Dataset entries

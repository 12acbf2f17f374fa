//! Marketplace reporting: an ambient addition (spec §4.9 extension) for
//! settling both consumed and supplied capacity, not just the consumer
//! side the base ledger tracks. New; no teacher/example precedent for a
//! marketplace settlement hook, so this follows the same "trait + stub +
//! webhook impl" pattern as `quota::store::CounterStore`.

use async_trait::async_trait;

use crate::model::LedgerEntry;

#[async_trait]
pub trait MarketplaceReporter: Send + Sync {
    async fn report(&self, entry: &LedgerEntry);
}

/// Default no-op reporter for deployments that don't participate in the
/// capacity marketplace.
pub struct NullReporter;

#[async_trait]
impl MarketplaceReporter for NullReporter {
    async fn report(&self, _entry: &LedgerEntry) {}
}

/// Posts supply-direction ledger entries to a configured webhook. Failures
/// are logged and counted, never propagated, matching the ledger's
/// best-effort propagation policy.
pub struct WebhookReporter {
    client: reqwest::Client,
    url: String,
}

impl WebhookReporter {
    pub fn new(url: String) -> Self {
        Self {
            client: reqwest::Client::new(),
            url,
        }
    }
}

#[async_trait]
impl MarketplaceReporter for WebhookReporter {
    async fn report(&self, entry: &LedgerEntry) {
        if !matches!(entry.direction, crate::model::LedgerDirection::Supply) {
            return;
        }
        let result = self.client.post(&self.url).json(entry).send().await;
        if let Err(err) = result {
            tracing::warn!(error = %err, "marketplace webhook report failed");
            metrics::counter!("marketplace_report_failures_total").increment(1);
        }
    }
}
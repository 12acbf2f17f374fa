//! Chat ⇄ Anthropic Native conversion (spec §4.6).
//!
//! - Chat -> Anthropic: first system message becomes the `system` field;
//!   `tool` role messages become `tool_result` content blocks on a user
//!   message; assistant messages with tool calls become `tool_use` content
//!   blocks; content strings become `{type:text,text}` blocks.
//! - Anthropic -> Chat: the reverse.

use serde::{Deserialize, Serialize};
use serde_json::Value;

use super::unified::{UnifiedBlock, UnifiedContent, UnifiedMessage, UnifiedRole, UnifiedToolCall};

#[derive(Debug, Serialize, Deserialize, Clone)]
pub struct AnthropicMessage {
    pub role: String,
    pub content: Vec<AnthropicBlock>,
}

#[derive(Debug, Serialize, Deserialize, Clone)]
#[serde(tag = "type")]
pub enum AnthropicBlock {
    #[serde(rename = "text")]
    Text { text: String },
    #[serde(rename = "tool_use")]
    ToolUse { id: String, name: String, input: Value },
    #[serde(rename = "tool_result")]
    ToolResult {
        tool_use_id: String,
        content: String,
        #[serde(skip_serializing_if = "Option::is_none")]
        is_error: Option<bool>,
    },
}

#[derive(Debug, Serialize, Deserialize, Clone)]
pub struct AnthropicRequest {
    pub model: String,
    #[serde(skip_serializing_if = "Option::is_none")]
    pub system: Option<String>,
    pub messages: Vec<AnthropicMessage>,
    pub max_tokens: u32,
    #[serde(skip_serializing_if = "Option::is_none")]
    pub temperature: Option<f32>,
    #[serde(skip_serializing_if = "Option::is_none")]
    pub stream: Option<bool>,
    #[serde(skip_serializing_if = "Option::is_none")]
    pub tools: Option<Vec<Value>>,
}

/// Default `max_tokens` filled in when absent, per spec §4.8.
pub const DEFAULT_ANTHROPIC_MAX_TOKENS: u32 = 4096;

/// Converts a Chat-shaped message list into (system, Anthropic messages).
pub fn chat_to_anthropic(messages: &[UnifiedMessage]) -> (Option<String>, Vec<AnthropicMessage>) {
    let mut system = None;
    let mut out: Vec<AnthropicMessage> = Vec::new();

    for m in messages {
        match m.role {
            UnifiedRole::System => {
                if system.is_none() {
                    system = Some(m.content.as_text());
                }
            }
            UnifiedRole::Tool => {
                let block = AnthropicBlock::ToolResult {
                    tool_use_id: m.tool_call_id.clone().unwrap_or_default(),
                    content: m.content.as_text(),
                    is_error: None,
                };
                // Tool results ride on a `user` message in Anthropic's
                // shape; merge into the previous user message if one was
                // just appended for another tool result in the same turn.
                if let Some(last) = out.last_mut() {
                    if last.role == "user" && matches!(last.content.last(), Some(AnthropicBlock::ToolResult { .. })) {
                        last.content.push(block);
                        continue;
                    }
                }
                out.push(AnthropicMessage {
                    role: "user".to_string(),
                    content: vec![block],
                });
            }
            UnifiedRole::Assistant => {
                let mut blocks = Vec::new();
                if let UnifiedContent::Text(text) = &m.content {
                    if !text.is_empty() {
                        blocks.push(AnthropicBlock::Text { text: text.clone() });
                    }
                }
                for tc in &m.tool_calls {
                    let input: Value = serde_json::from_str(&tc.arguments).unwrap_or(Value::Null);
                    blocks.push(AnthropicBlock::ToolUse {
                        id: tc.id.clone(),
                        name: tc.name.clone(),
                        input,
                    });
                }
                out.push(AnthropicMessage {
                    role: "assistant".to_string(),
                    content: blocks,
                });
            }
            UnifiedRole::User => {
                out.push(AnthropicMessage {
                    role: "user".to_string(),
                    content: vec![AnthropicBlock::Text {
                        text: m.content.as_text(),
                    }],
                });
            }
        }
    }

    (system, out)
}

/// Converts Anthropic-shaped messages (plus an optional system field) back
/// into the unified Chat message list.
pub fn anthropic_to_chat(system: Option<&str>, messages: &[AnthropicMessage]) -> Vec<UnifiedMessage> {
    let mut out = Vec::new();
    if let Some(sys) = system {
        out.push(UnifiedMessage::text(UnifiedRole::System, sys));
    }

    for m in messages {
        let role = match m.role.as_str() {
            "assistant" => UnifiedRole::Assistant,
            _ => UnifiedRole::User,
        };

        let mut text_parts = Vec::new();
        let mut tool_calls = Vec::new();
        let mut tool_result_messages = Vec::new();

        for block in &m.content {
            match block {
                AnthropicBlock::Text { text } => text_parts.push(text.clone()),
                AnthropicBlock::ToolUse { id, name, input } => tool_calls.push(UnifiedToolCall {
                    id: id.clone(),
                    name: name.clone(),
                    arguments: crate::translate::shell::normalize_shell_arguments(
                        name,
                        &serde_json::to_string(input).unwrap_or_default(),
                    ),
                }),
                AnthropicBlock::ToolResult {
                    tool_use_id,
                    content,
                    ..
                } => tool_result_messages.push(UnifiedMessage {
                    role: UnifiedRole::Tool,
                    content: UnifiedContent::Text(content.clone()),
                    tool_calls: Vec::new(),
                    tool_call_id: Some(tool_use_id.clone()),
                }),
            }
        }

        if !tool_result_messages.is_empty() {
            out.extend(tool_result_messages);
            continue;
        }

        out.push(UnifiedMessage {
            role,
            content: UnifiedContent::Text(text_parts.join("")),
            tool_calls,
            tool_call_id: None,
        });
    }

    out
}

#[cfg(test)]
mod tests {
    use super::*;

    #[test]
    fn round_trip_preserves_roles_and_order() {
        let original = vec![
            UnifiedMessage::text(UnifiedRole::System, "be terse"),
            UnifiedMessage::text(UnifiedRole::User, "hello"),
            UnifiedMessage::text(UnifiedRole::Assistant, "hi there"),
        ];
        let (system, anthropic) = chat_to_anthropic(&original);
        let restored = anthropic_to_chat(system.as_deref(), &anthropic);
        assert_eq!(restored.len(), 3);
        assert_eq!(restored[0].role, UnifiedRole::System);
        assert_eq!(restored[1].role, UnifiedRole::User);
        assert_eq!(restored[2].role, UnifiedRole::Assistant);
        assert_eq!(restored[1].content.as_text(), "hello");
    }

    #[test]
    fn tool_call_round_trips_through_tool_use_block() {
        let mut assistant = UnifiedMessage::text(UnifiedRole::Assistant, "");
        assistant.tool_calls.push(UnifiedToolCall {
            id: "call_1".into(),
            name: "get_weather".into(),
            arguments: r#"{"city":"Paris"}"#.into(),
        });
        let (_, anthropic) = chat_to_anthropic(&[assistant]);
        assert!(matches!(anthropic[0].content[0], AnthropicBlock::ToolUse { .. }));
        let restored = anthropic_to_chat(None, &anthropic);
        assert_eq!(restored[0].tool_calls[0].name, "get_weather");
    }

    #[test]
    fn tool_role_message_becomes_tool_result_block() {
        let tool_msg = UnifiedMessage {
            role: UnifiedRole::Tool,
            content: UnifiedContent::Text("72F".into()),
            tool_calls: Vec::new(),
            tool_call_id: Some("call_1".into()),
        };
        let (_, anthropic) = chat_to_anthropic(&[tool_msg]);
        assert_eq!(anthropic.len(), 1);
        assert_eq!(anthropic[0].role, "user");
        assert!(matches!(anthropic[0].content[0], AnthropicBlock::ToolResult { .. }));
    }
}
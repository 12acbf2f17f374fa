use anyhow::Context;
use futures::{Stream, StreamExt, TryStreamExt};
use reqwest::{Client, Url};
use tokio::io::AsyncBufReadExt;
use tokio_stream::wrappers::LinesStream;
use tokio_util::io::StreamReader;

pub use crate::translate::openai_chat::{
    ChatCompletionRequest, ChatMessage, OpenAIChatCompletionResponse, OpenAIStreamChunk,
};

#[derive(Clone)]
pub struct OpenAIProvider {
    api_key: String,
    client: Client,
    base_url: Url,
}

impl OpenAIProvider {
    pub fn new(api_key: String, base_url: Option<String>) -> anyhow::Result<Self> {
        let base = match base_url {
            Some(u) if !u.is_empty() => Url::parse(&u)?,
            _ => Url::parse("https://api.openai.com")?,
        };
        let mut builder = Client::builder();
        if base.scheme() == "https" {
            builder = builder.http2_prior_knowledge();
        }
        let client = builder.build()?;
        Ok(Self {
            api_key,
            client,
            base_url: base,
        })
    }

    pub async fn chat_stream(
        &self,
        mut payload: ChatCompletionRequest,
    ) -> anyhow::Result<impl Stream<Item = anyhow::Result<String>>> {
        let url = self.base_url.join("/v1/chat/completions")?;
        // ensure streaming
        payload.stream = Some(true);

        let res = self
            .client
            .post(url)
            .bearer_auth(&self.api_key)
            .header("Accept", "text/event-stream")
            .json(&payload)
            .send()
            .await
            .context("openai send failed")?;

        let status = res.status();
        if !status.is_success() {
            let body = res.text().await.unwrap_or_default();
            return Err(anyhow::anyhow!("openai error: {} - {}", status, body));
        }

        let stream = res
            .bytes_stream()
            .map_err(|e| std::io::Error::new(std::io::ErrorKind::Other, e));
        // Transform into line-based "data: ..." items
        let s = StreamReader::new(stream);
        let reader = tokio::io::BufReader::new(s);
        let lines = reader.lines();
        let lines = LinesStream::new(lines).map(|l| l.map_err(|e| e.into()));
        Ok(lines)
    }

    pub async fn chat_completion(
        &self,
        mut payload: ChatCompletionRequest,
    ) -> anyhow::Result<OpenAIChatCompletionResponse> {
        let url = self.base_url.join("/v1/chat/completions")?;
        payload.stream = Some(false);

        let res = self
            .client
            .post(url)
            .bearer_auth(&self.api_key)
            .header("Accept", "application/json")
            .json(&payload)
            .send()
            .await
            .context("openai send failed")?;

        let status = res.status();
        if !status.is_success() {
            let body = res.text().await.unwrap_or_default();
            return Err(anyhow::anyhow!("openai error: {} - {}", status, body));
        }

        let body = res
            .json::<OpenAIChatCompletionResponse>()
            .await
            .context("failed to parse openai response")?;
        Ok(body)
    }
}
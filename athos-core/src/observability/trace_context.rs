//! Header names and W3C trace context propagation for calls to the ATHOS API.
//!
//! See: https://www.w3.org/TR/trace-context/

use opentelemetry::trace::TraceContextExt;
use reqwest::header::HeaderMap;
use tracing::Span;
use tracing_opentelemetry::OpenTelemetrySpanExt;

/// Header name for W3C traceparent
pub const TRACEPARENT_HEADER: &str = "traceparent";

/// Header name for W3C tracestate
pub const TRACESTATE_HEADER: &str = "tracestate";

/// Header name for the server-issued request correlation ID
pub const REQUEST_ID_HEADER: &str = "x-request-id";

/// Header carrying the caller's IANA timezone name
pub const CLIENT_TIMEZONE_HEADER: &str = "x-client-timezone";

/// Inject the current span's trace context into outgoing request headers.
///
/// Does nothing unless an OpenTelemetry layer is installed and the current
/// span has a valid context.
pub fn inject_trace_context(headers: &mut HeaderMap) {
    let span = Span::current();
    let context = span.context();
    let otel_span = context.span();
    let span_context = otel_span.span_context();

    if !span_context.is_valid() {
        return;
    }

    // version-trace_id-span_id-trace_flags, version is always "00"
    let traceparent = format!(
        "00-{}-{}-{:02x}",
        span_context.trace_id(),
        span_context.span_id(),
        span_context.trace_flags().to_u8()
    );

    if let Ok(value) = traceparent.parse() {
        headers.insert(TRACEPARENT_HEADER, value);
    }

    let tracestate = span_context.trace_state().header();
    if !tracestate.is_empty() {
        if let Ok(value) = tracestate.parse() {
            headers.insert(TRACESTATE_HEADER, value);
        }
    }
}

/// Extract the correlation ID from response headers.
///
/// Header lookup is case-insensitive. Empty or non-ASCII values are treated
/// as absent.
pub fn extract_request_id(headers: &HeaderMap) -> Option<String> {
    headers
        .get(REQUEST_ID_HEADER)
        .and_then(|v| v.to_str().ok())
        .map(str::trim)
        .filter(|s| !s.is_empty())
        .map(|s| s.to_string())
}
use super::api_client::{ApiClient, ApiRequest, ResponseEnvelope};
use crate::models::auth::HealthResponse;
use athos_core::Result;

#[derive(Clone, Debug)]
pub struct HealthApi {
    api: ApiClient,
}

impl HealthApi {
    pub fn new(api: ApiClient) -> Self {
        Self { api }
    }

    pub async fn check(&self) -> Result<ResponseEnvelope<HealthResponse>> {
        self.api.request(ApiRequest::get("/health")).await
    }
}
pub mod cli;
pub mod config;
pub mod models;
pub mod services;
pub mod session;

use config::Settings;
use services::{
    resolve_client_timezone, ApiClient, AuthApi, DashboardApi, HealthApi, WorkoutApi,
};
use session::Session;

pub use athos_core::{ApiError, ClientError, ParsedBody, Result};

/// The API callers sharing one client and session.
#[derive(Clone, Debug)]
pub struct AppState {
    pub api: ApiClient,
    pub auth: AuthApi,
    pub dashboard: DashboardApi,
    pub health: HealthApi,
    pub workouts: WorkoutApi,
}

impl AppState {
    pub fn new(api: ApiClient) -> Self {
        Self {
            auth: AuthApi::new(api.clone()),
            dashboard: DashboardApi::new(api.clone()),
            health: HealthApi::new(api.clone()),
            workouts: WorkoutApi::new(api.clone()),
            api,
        }
    }

    /// Build from configuration with a file-backed session.
    pub fn from_settings(settings: &Settings) -> Result<Self> {
        let session = Session::file_backed(settings.session.token_path.clone());
        let timezone = resolve_client_timezone(settings.client.timezone.as_deref());
        let api = ApiClient::new(&settings.api, timezone, session)?;
        Ok(Self::new(api))
    }

    pub fn session(&self) -> &Session {
        self.api.session()
    }
}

▶ What to produce: Beginning at the first line above, repeat exactly until the line containing "settlement hook, so", which is included.

▶ Response for this exercise:
repository 12acbf2f17f374fa
//! Marketplace reporting: an ambient addition (spec §4.9 extension) for
//! settling both consumed and supplied capacity, not just the consumer
//! side the base ledger tracks. New; no teacher/example precedent for a
//! marketplace settlement hook, so this follows the same "trait + stub +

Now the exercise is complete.